The Flash Explains How Crisis on Earth-X Happened With No Multiverse

With 'Crisis on Infinite Earths' now in the rear view mirror and the casts of The CW's DC [...]

With "Crisis on Infinite Earths" now in the rear view mirror and the casts of The CW's DC superhero shows struggling to get used to the new status quo, fans are still grappling with some questions about the new order, too. With no multiverse, for instance, how do stories like the second season of The Flash (which relied heavily on characters and concepts from Earth-2) or "Crisis on Earth-X" (which doesn't much make sense without it) take place? Well, "Marathon," tonight's midseason finale of The Flash, has your answers. We already touched on Zoom's army, but what about the Earth-Xers?

Our answer -- or at least theory -- comes from Cisco Ramon's glass boards in STSAR Labs. In tonight's episode, we see two boards: one, a map of the post-Crisis world; and the other, a timeline of events since 2000.

The timeline side says that in 2017, Barry and Iris's wedding was "interrupted by time-traveling Nazi clones." There's a question mark there, suggesting that maybe in the post-Crisis timeline, nobody ever got a solid answer as to what or who these guys were...or maybe the idea of Earth-X simply overwrote whatever he had previously learned.

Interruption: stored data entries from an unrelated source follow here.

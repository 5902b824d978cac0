//! Interpolation of scalar and vector fields.

pub mod linear;
pub mod nearest;

use self::{linear::LinearInterpolator3, nearest::NearestInterpolator3};
use crate::{
    field::{ScalarField3, VectorField3},
    geometry::{Point3, Vec3},
    grid::GridPointQuery3,
    num::BFloat,
};

/// Defines the properties of a 3D interpolator.
pub trait Interpolator3<F: BFloat>: Sync + Send {
    /// Computes the interpolated value of a scalar field at the given point.
    ///
    /// # Returns
    ///
    /// A `GridPointQuery3<F>` which is either:
    ///
    /// - `Inside`: Contains the interpolated field value.
    /// - `Outside`: The interpolation point was outside the grid extent.
    fn interp_scalar_field(
        &self,
        field: &ScalarField3<F>,
        interp_point: &Point3<F>,
    ) -> GridPointQuery3<F>;

    /// Computes the interpolated vector of a vector field at the given point.
    ///
    /// # Returns
    ///
    /// A `GridPointQuery3<Vec3<F>>` which is either:
    ///
    /// - `Inside`: Contains the interpolated field vector.
    /// - `Outside`: The interpolation point was outside the grid extent.
    fn interp_vector_field(
        &self,
        field: &VectorField3<F>,
        interp_point: &Point3<F>,
    ) -> GridPointQuery3<Vec3<F>>;
}

/// Creates an interpolator sampling fields at the given interpolation
/// order (0 = nearest cell, 1 = trilinear), or `None` if the order is
/// not supported.
pub fn create_interpolator<F: BFloat>(order: u32) -> Option<Box<dyn Interpolator3<F>>> {
    match order {
        0 => Some(Box::new(NearestInterpolator3)),
        1 => Some(Box::new(LinearInterpolator3)),
        _ => None,
    }
}
//! End-to-end traces through snapshot files written to disk.

use fieldtrace::{
    geometry::{
        Dim3::{X, Y, Z},
        In3D, Point3, Vec3,
    },
    grid::RegularGrid3,
    interpolation,
    io::{
        snapshot::{self, fsd, PhysicalConstants, SnapshotReader3},
        Endianness,
    },
    tracing::{self, BoundingVolume, TraceError, TracerConfig},
    variables,
};
use approx::assert_relative_eq;
use ndarray::Array3;
use std::path::PathBuf;
use tempfile::tempdir;

const SHAPE: (usize, usize, usize) = (4, 4, 4);
const HALF_WIDTH: fsd = 3e7;

fn write_test_snapshot(file_path: &PathBuf, field_vector: [fsd; 3]) {
    let grid = RegularGrid3::new(
        In3D::new(SHAPE.0, SHAPE.1, SHAPE.2),
        Vec3::equal_components(-HALF_WIDTH),
        Vec3::equal_components(HALF_WIDTH),
    );
    let constants = PhysicalConstants {
        adiabatic_index: 5.0 / 3.0,
        inverse_vacuum_permeability: 1.0 / (4e-7 * std::f64::consts::PI),
        particle_mass: 1.672_621_9e-27,
    };
    let variables = vec![
        ("rho".to_string(), Array3::from_elem(SHAPE, 1e-20)),
        ("B0xB1".to_string(), Array3::from_elem(SHAPE, field_vector[0])),
        ("B0yB1".to_string(), Array3::from_elem(SHAPE, field_vector[1])),
        ("B0zB1".to_string(), Array3::from_elem(SHAPE, field_vector[2])),
    ];
    snapshot::write_snapshot(file_path, &grid, &constants, &variables, Endianness::Little)
        .unwrap();
}

fn resolve_field_components(reader: &SnapshotReader3, token: &str) -> In3D<String> {
    let name_list = variables::expand_variable_token(token);
    let positions = variables::find_catalogue_positions(reader.variable_names(), &name_list);
    assert_eq!(positions.len(), 3);
    In3D::with_each_component(|dim| reader.variable_names()[positions[dim.num()]].clone())
}

#[test]
fn uniform_field_trace_follows_the_field_with_fixed_spacing() {
    let dir = tempdir().unwrap();
    let file_path = dir.path().join("uniform.snap");
    write_test_snapshot(&file_path, [2.5e-9, 0.0, 0.0]);

    let reader = SnapshotReader3::open(&file_path).unwrap();
    let component_names = resolve_field_components(&reader, "B0");
    let field = reader.read_vector_field(&component_names).unwrap();

    let volume = BoundingVolume::from_limits_and_grid(None, reader.grid(), 1.0);
    let interpolator = interpolation::create_interpolator(1).unwrap();
    let config = TracerConfig {
        step_length: 4e4,
        max_steps: 400,
    };
    let start = Point3::new(3e6, 0.0, 0.0);

    let mut traced = Vec::new();
    let n_advanced = tracing::trace_field_line(
        &field,
        interpolator.as_ref(),
        &volume,
        &config,
        &start,
        &mut |position: &Point3<fsd>| traced.push(position.clone()),
    )
    .unwrap();

    assert_eq!(n_advanced, 401);
    assert_eq!(traced.len(), 402);
    for (step, position) in traced.iter().enumerate() {
        assert_relative_eq!(position[X], 3e6 + step as fsd * 4e4, max_relative = 1e-12);
        assert_eq!(position[Y], 0.0);
        assert_eq!(position[Z], 0.0);
    }
    for window in traced.windows(2) {
        let displacement = &window[1] - &window[0];
        assert_relative_eq!(displacement.length(), 4e4, max_relative = 1e-12);
    }
}

#[test]
fn zero_field_snapshot_terminates_after_the_start_position() {
    let dir = tempdir().unwrap();
    let file_path = dir.path().join("degenerate.snap");
    write_test_snapshot(&file_path, [0.0, 0.0, 0.0]);

    let reader = SnapshotReader3::open(&file_path).unwrap();
    let component_names = resolve_field_components(&reader, "B1");
    let field = reader.read_vector_field(&component_names).unwrap();

    let volume = BoundingVolume::from_limits_and_grid(None, reader.grid(), 1.0);
    let interpolator = interpolation::create_interpolator(1).unwrap();
    let config = TracerConfig {
        step_length: 4e4,
        max_steps: 400,
    };
    let start = Point3::new(3e6, 0.0, 0.0);

    let mut traced = Vec::new();
    let result = tracing::trace_field_line(
        &field,
        interpolator.as_ref(),
        &volume,
        &config,
        &start,
        &mut |position: &Point3<fsd>| traced.push(position.clone()),
    );

    assert_eq!(result, Err(TraceError::DegenerateField(start)));
    assert_eq!(traced.len(), 1);
}

#[test]
fn caller_limits_are_intersected_with_the_snapshot_extent() {
    let dir = tempdir().unwrap();
    let file_path = dir.path().join("limits.snap");
    write_test_snapshot(&file_path, [2.5e-9, 0.0, 0.0]);

    let reader = SnapshotReader3::open(&file_path).unwrap();
    let lower = Point3::new(-1e7, -1e9, -HALF_WIDTH);
    let upper = Point3::new(1e9, 1e7, HALF_WIDTH);
    let volume =
        BoundingVolume::from_limits_and_grid(Some((&lower, &upper)), reader.grid(), 1.0);

    assert_eq!(
        volume.lower_corner(),
        &Point3::new(-1e7, -HALF_WIDTH, -HALF_WIDTH)
    );
    assert_eq!(
        volume.upper_corner(),
        &Point3::new(HALF_WIDTH, 1e7, HALF_WIDTH)
    );
}
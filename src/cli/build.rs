//! Construction of the command line definition.

use clap::{self, Arg, Command};

/// Builds a representation of the `ft` command line interface.
pub fn create_ft_command() -> Command<'static> {
    Command::new("ft")
        .version(clap::crate_version!())
        .about("Traces a single field line of a vector field through a snapshot")
        .after_help(
            "The trace starts at the given point and repeatedly advances one step\n\
             along the local field direction, corrected with a midpoint sample,\n\
             until the step budget is exhausted or the trace leaves the permitted\n\
             region. Each visited point is written to standard output.",
        )
        .arg(
            Arg::new("VARIABLE")
                .help("Physical quantity whose field lines should be traced (e.g. B0, j, rho)")
                .required(true)
                .takes_value(true),
        )
        .arg(
            Arg::new("START_POINT")
                .value_name("X,Y,Z")
                .help("Starting point for the trace, as three comma-separated coordinates")
                .required(true)
                .takes_value(true),
        )
        .arg(
            Arg::new("SNAPSHOT_FILE")
                .help("Path to the snapshot file holding the sampled fields")
                .required(true)
                .takes_value(true),
        )
        .arg(
            Arg::new("zeroth-order")
                .short('z')
                .long("zeroth-order")
                .help("Sample fields with nearest-cell lookup instead of linear interpolation"),
        )
        .arg(
            Arg::new("exclusion-radius")
                .short('r')
                .long("exclusion-radius")
                .value_name("RADIUS")
                .help("Minimum distance from the origin at which tracing is permitted")
                .takes_value(true)
                .default_value("1"),
        )
        .arg(
            Arg::new("limits")
                .short('l')
                .long("limits")
                .value_name("X0,X1,Y0,Y1,Z0,Z1")
                .help(
                    "Limits of the region in which tracing is permitted\n\
                     (intersected with the native snapshot extent)",
                )
                .takes_value(true),
        )
        .arg(
            Arg::new("max-steps")
                .long("max-steps")
                .value_name("N")
                .help("Maximum number of steps to take before terminating")
                .takes_value(true)
                .default_value("400"),
        )
        .arg(
            Arg::new("step-size")
                .long("step-size")
                .value_name("LENGTH")
                .help("Length of each step, in the length unit of the snapshot grid")
                .takes_value(true)
                .default_value("40000"),
        )
        .arg(
            Arg::new("backward")
                .short('b')
                .long("backward")
                .help("Trace against the field direction"),
        )
}
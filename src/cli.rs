//! Command line interface for the field line tracer.

pub mod build;
pub mod run;
mod utils;
//! First order (trilinear) interpolation.

use super::Interpolator3;
use crate::{
    field::{ScalarField3, VectorField3},
    geometry::{
        Dim3::{self, X, Y, Z},
        In3D, Point3, Vec3,
    },
    grid::{GridPointQuery3, RegularGrid3},
    num::BFloat,
};
use ndarray::prelude::*;
use num;
use std::cmp;

/// A 3D interpolator using trilinear interpolation between the eight
/// surrounding grid cell centers.
///
/// Points lying between the grid boundary and the outermost layer of
/// cell centers take the boundary cell value, so every point inside the
/// grid extent is evaluable.
#[derive(Clone, Copy, Debug)]
pub struct LinearInterpolator3;

impl LinearInterpolator3 {
    fn interp<F: BFloat>(grid: &RegularGrid3<F>, values: &Array3<F>, interp_point: &Point3<F>) -> F {
        let mut lower_idx = In3D::same(0_usize);
        let mut upper_idx = In3D::same(0_usize);
        let mut frac = Vec3::zero();
        for &dim in &Dim3::slice() {
            let (idx, offset) = Self::find_center_interval(grid, dim, interp_point[dim]);
            lower_idx[dim] = idx;
            upper_idx[dim] = cmp::min(idx + 1, grid.shape()[dim] - 1);
            frac[dim] = offset;
        }

        let one = F::one();
        let mut value = F::zero();
        for &(i, weight_x) in &[(lower_idx[X], one - frac[X]), (upper_idx[X], frac[X])] {
            for &(j, weight_y) in &[(lower_idx[Y], one - frac[Y]), (upper_idx[Y], frac[Y])] {
                for &(k, weight_z) in &[(lower_idx[Z], one - frac[Z]), (upper_idx[Z], frac[Z])] {
                    value = value + weight_x * weight_y * weight_z * values[[i, j, k]];
                }
            }
        }
        value
    }

    /// Finds the index of the cell center at or below the coordinate and
    /// the fractional position of the coordinate within the center
    /// interval, clamping within the boundary half-cells.
    fn find_center_interval<F: BFloat>(grid: &RegularGrid3<F>, dim: Dim3, coord: F) -> (usize, F) {
        let n_cells = grid.shape()[dim];
        // A single-cell axis has no center interval; the value is
        // constant along it.
        if n_cells < 2 {
            return (0, F::zero());
        }
        let half = F::from_f64(0.5).expect("Conversion failed");
        let center_offset =
            (coord - grid.lower_bounds()[dim]) / grid.cell_extents()[dim] - half;
        if center_offset <= F::zero() {
            (0, F::zero())
        } else {
            let lower = center_offset.floor();
            let idx: usize = num::cast(lower).expect("Conversion failed");
            if idx >= n_cells - 1 {
                (n_cells - 2, F::one())
            } else {
                (idx, center_offset - lower)
            }
        }
    }
}

impl<F: BFloat> Interpolator3<F> for LinearInterpolator3 {
    fn interp_scalar_field(
        &self,
        field: &ScalarField3<F>,
        interp_point: &Point3<F>,
    ) -> GridPointQuery3<F> {
        if field.grid().contains_point(interp_point) {
            GridPointQuery3::Inside(Self::interp(field.grid(), field.values(), interp_point))
        } else {
            GridPointQuery3::Outside
        }
    }

    fn interp_vector_field(
        &self,
        field: &VectorField3<F>,
        interp_point: &Point3<F>,
    ) -> GridPointQuery3<Vec3<F>> {
        if field.grid().contains_point(interp_point) {
            GridPointQuery3::Inside(Vec3::with_each_component(|dim| {
                Self::interp(field.grid(), field.values(dim), interp_point)
            }))
        } else {
            GridPointQuery3::Outside
        }
    }
}

#[cfg(test)]
mod tests {
    use super::*;
    use approx::assert_relative_eq;
    use std::sync::Arc;

    fn create_linear_field() -> ScalarField3<f64> {
        let grid = Arc::new(RegularGrid3::new(
            In3D::new(4, 4, 4),
            Vec3::new(0.0, 0.0, 0.0),
            Vec3::new(4.0, 4.0, 4.0),
        ));
        // Value varies linearly with all three coordinates of the cell center.
        let values = Array::from_shape_fn((4, 4, 4), |(i, j, k)| {
            2.0 * grid.cell_center_coord(X, i) - grid.cell_center_coord(Y, j)
                + 0.5 * grid.cell_center_coord(Z, k)
        });
        ScalarField3::new("q".to_string(), grid, values)
    }

    fn linear_function(point: &Point3<f64>) -> f64 {
        2.0 * point[X] - point[Y] + 0.5 * point[Z]
    }

    #[test]
    fn linear_fields_are_reproduced_exactly_between_centers() {
        let field = create_linear_field();
        let interpolator = LinearInterpolator3;
        for point in [
            Point3::new(1.3, 2.7, 0.9),
            Point3::new(0.5, 0.5, 0.5),
            Point3::new(3.49, 1.0, 3.1),
        ] {
            match interpolator.interp_scalar_field(&field, &point) {
                GridPointQuery3::Inside(value) => {
                    assert_relative_eq!(value, linear_function(&point), max_relative = 1e-12);
                }
                GridPointQuery3::Outside => panic!("Interior point reported outside"),
            }
        }
    }

    #[test]
    fn boundary_half_cells_take_the_boundary_value() {
        let field = create_linear_field();
        let interpolator = LinearInterpolator3;
        let clamped = Point3::new(0.1, 0.1, 0.1);
        let boundary_center = Point3::new(0.5, 0.5, 0.5);
        assert_eq!(
            interpolator.interp_scalar_field(&field, &clamped),
            GridPointQuery3::Inside(linear_function(&boundary_center))
        );
    }

    #[test]
    fn single_cell_axes_take_the_cell_value() {
        let grid = Arc::new(RegularGrid3::new(
            In3D::new(1, 2, 2),
            Vec3::new(0.0, 0.0, 0.0),
            Vec3::new(1.0, 2.0, 2.0),
        ));
        let values = Array::from_shape_fn((1, 2, 2), |(_, j, k)| (j + 10 * k) as f64);
        let field = ScalarField3::new("q".to_string(), grid, values);
        let interpolator = LinearInterpolator3;
        assert_eq!(
            interpolator.interp_scalar_field(&field, &Point3::new(0.5, 1.0, 0.5)),
            GridPointQuery3::Inside(0.5)
        );
        assert_eq!(
            interpolator.interp_scalar_field(&field, &Point3::new(0.9, 0.5, 1.5)),
            GridPointQuery3::Inside(10.0)
        );
    }

    #[test]
    fn points_outside_the_grid_are_rejected() {
        let field = create_linear_field();
        let interpolator = LinearInterpolator3;
        assert_eq!(
            interpolator.interp_scalar_field(&field, &Point3::new(4.1, 1.0, 1.0)),
            GridPointQuery3::Outside
        );
    }
}
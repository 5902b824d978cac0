//! Tracing field lines of a vector field with the midpoint method.

use crate::{
    field::VectorField3,
    geometry::{Dim3, Point3, Vec3},
    grid::{GridPointQuery3, RegularGrid3},
    interpolation::Interpolator3,
    num::BFloat,
};
use num;
use std::{error, fmt};

/// Floating-point precision to use for tracing.
#[allow(non_camel_case_types)]
pub type ftr = f64;

/// Default minimum distance from the coordinate origin at which
/// tracing is permitted.
pub const DEFAULT_EXCLUSION_RADIUS: ftr = 1.0;

/// A fatal condition encountered while tracing a field line.
#[derive(Clone, Debug, PartialEq)]
pub enum TraceError {
    /// A visited or candidate position lies outside the bounding volume.
    OutOfBounds(Point3<ftr>),
    /// The field could not be evaluated at the given position.
    BadSamplePoint(Point3<ftr>),
    /// The field vector sampled at the given position has zero magnitude,
    /// so no step direction exists.
    DegenerateField(Point3<ftr>),
}

impl fmt::Display for TraceError {
    fn fmt(&self, f: &mut fmt::Formatter<'_>) -> fmt::Result {
        match self {
            Self::OutOfBounds(position) => {
                write!(f, "position {} is outside the tracing region", position)
            }
            Self::BadSamplePoint(position) => {
                write!(f, "the field could not be evaluated at {}", position)
            }
            Self::DegenerateField(position) => {
                write!(f, "the field vector at {} has zero magnitude", position)
            }
        }
    }
}

impl error::Error for TraceError {}

/// The spatial region in which tracing is permitted: a box given by two
/// corners, minus a sphere of the exclusion radius around the origin.
#[derive(Clone, Debug, PartialEq)]
pub struct BoundingVolume {
    lower_corner: Point3<ftr>,
    upper_corner: Point3<ftr>,
    exclusion_radius: ftr,
}

impl BoundingVolume {
    /// Creates a new bounding volume with the given corners and
    /// exclusion radius.
    pub fn new(lower_corner: Point3<ftr>, upper_corner: Point3<ftr>, exclusion_radius: ftr) -> Self {
        for &dim in &Dim3::slice() {
            assert!(
                lower_corner[dim] <= upper_corner[dim],
                "Lower corner of bounding volume must not exceed upper corner"
            );
        }
        Self {
            lower_corner,
            upper_corner,
            exclusion_radius,
        }
    }

    /// Creates a bounding volume from optional caller limits intersected
    /// with the native extent of the given grid.
    ///
    /// On each axis the tighter of the caller bound and the grid bound
    /// wins, for minimum and maximum bounds alike. Without caller limits
    /// the native extent is used verbatim.
    pub fn from_limits_and_grid<F: BFloat>(
        limits: Option<(&Point3<ftr>, &Point3<ftr>)>,
        grid: &RegularGrid3<F>,
        exclusion_radius: ftr,
    ) -> Self {
        let cast = |value: F| num::cast::<F, ftr>(value).expect("Conversion failed");
        let grid_lower = Point3::with_each_component(|dim| cast(grid.lower_bounds()[dim]));
        let grid_upper = Point3::with_each_component(|dim| cast(grid.upper_bounds()[dim]));
        let (lower_corner, upper_corner) = match limits {
            Some((lower, upper)) => (
                Point3::with_each_component(|dim| ftr::max(lower[dim], grid_lower[dim])),
                Point3::with_each_component(|dim| ftr::min(upper[dim], grid_upper[dim])),
            ),
            None => (grid_lower, grid_upper),
        };
        Self::new(lower_corner, upper_corner, exclusion_radius)
    }

    /// Returns the lower corner of the volume.
    pub fn lower_corner(&self) -> &Point3<ftr> {
        &self.lower_corner
    }

    /// Returns the upper corner of the volume.
    pub fn upper_corner(&self) -> &Point3<ftr> {
        &self.upper_corner
    }

    /// Returns the exclusion radius of the volume.
    pub fn exclusion_radius(&self) -> ftr {
        self.exclusion_radius
    }

    /// Whether the given position lies inside the volume.
    ///
    /// The position must lie within the corner bounds on every axis and
    /// at least the exclusion radius away from the coordinate origin.
    pub fn contains(&self, position: &Point3<ftr>) -> bool {
        let mut inside = true;
        for &dim in &Dim3::slice() {
            inside = inside
                && position[dim] >= self.lower_corner[dim]
                && position[dim] <= self.upper_corner[dim];
        }
        inside && position.to_vec3().length() >= self.exclusion_radius
    }
}

/// Configuration parameters for the midpoint tracer.
#[derive(Clone, Debug)]
pub struct TracerConfig {
    /// Signed step length; a negative value traces against the field
    /// direction.
    pub step_length: ftr,
    /// Number of steps to perform before terminating successfully.
    pub max_steps: u32,
}

/// Traces a single field line through the given vector field using the
/// midpoint method.
///
/// Each iteration samples the field at the current position, advances
/// half a step along the normalized field vector, samples again at the
/// resulting midpoint and advances the full step from the current
/// position along the corrected direction.
///
/// # Parameters
///
/// - `field`: Vector field to trace.
/// - `interpolator`: Interpolator to use for every field sample.
/// - `bounding_volume`: Region in which tracing is permitted.
/// - `config`: Step length and step budget for the trace.
/// - `start_position`: Position where the tracing should start.
/// - `callback`: Closure called with the start position and with each
///   advanced position.
///
/// # Returns
///
/// A `Result` which is either:
///
/// - `Ok`: Contains the number of advanced positions; the step budget
///   was exhausted without a fatal condition.
/// - `Err`: Contains the `TraceError` that terminated the trace.
pub fn trace_field_line<F: BFloat>(
    field: &VectorField3<F>,
    interpolator: &dyn Interpolator3<F>,
    bounding_volume: &BoundingVolume,
    config: &TracerConfig,
    start_position: &Point3<ftr>,
    callback: &mut dyn FnMut(&Point3<ftr>),
) -> Result<u32, TraceError> {
    if !bounding_volume.contains(start_position) {
        return Err(TraceError::OutOfBounds(start_position.clone()));
    }
    callback(start_position);

    let half_step_length = config.step_length * 0.5;
    let mut position = start_position.clone();
    let mut n_advanced = 0;

    for _ in 0..=config.max_steps {
        let direction = compute_field_direction(field, interpolator, &position)?;
        let midpoint = &position + &direction * half_step_length;
        // Re-check the current position rather than the midpoint, to
        // catch drift accumulated over earlier iterations.
        if !bounding_volume.contains(&position) {
            return Err(TraceError::OutOfBounds(position));
        }
        let midpoint_direction = compute_field_direction(field, interpolator, &midpoint)?;
        let next_position = &position + &midpoint_direction * config.step_length;
        if !bounding_volume.contains(&next_position) {
            return Err(TraceError::OutOfBounds(next_position));
        }
        callback(&next_position);
        position = next_position;
        n_advanced += 1;
    }
    Ok(n_advanced)
}

/// Samples the field at the given position and normalizes the sampled
/// vector to a unit direction.
fn compute_field_direction<F: BFloat>(
    field: &VectorField3<F>,
    interpolator: &dyn Interpolator3<F>,
    position: &Point3<ftr>,
) -> Result<Vec3<ftr>, TraceError> {
    match interpolator.interp_vector_field(field, &Point3::from(position)) {
        GridPointQuery3::Inside(vector) => {
            let direction = Vec3::from(&vector);
            if direction.is_zero() {
                Err(TraceError::DegenerateField(position.clone()))
            } else {
                let length = direction.length();
                Ok(&direction / length)
            }
        }
        GridPointQuery3::Outside => Err(TraceError::BadSamplePoint(position.clone())),
    }
}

While "time-traveling Nazi clones" might sound farfetched and a little random, bear in mind that one of the three main Nazis who launched an attack on Earth-1 in the event was Eobard Thawne. Not a true believer, it wasn't even the Thawne of Earth-X who led the charge, but rather Earth-1's version, who saw the Reich as nothing more than another tool to use in his battle with Barry Allen.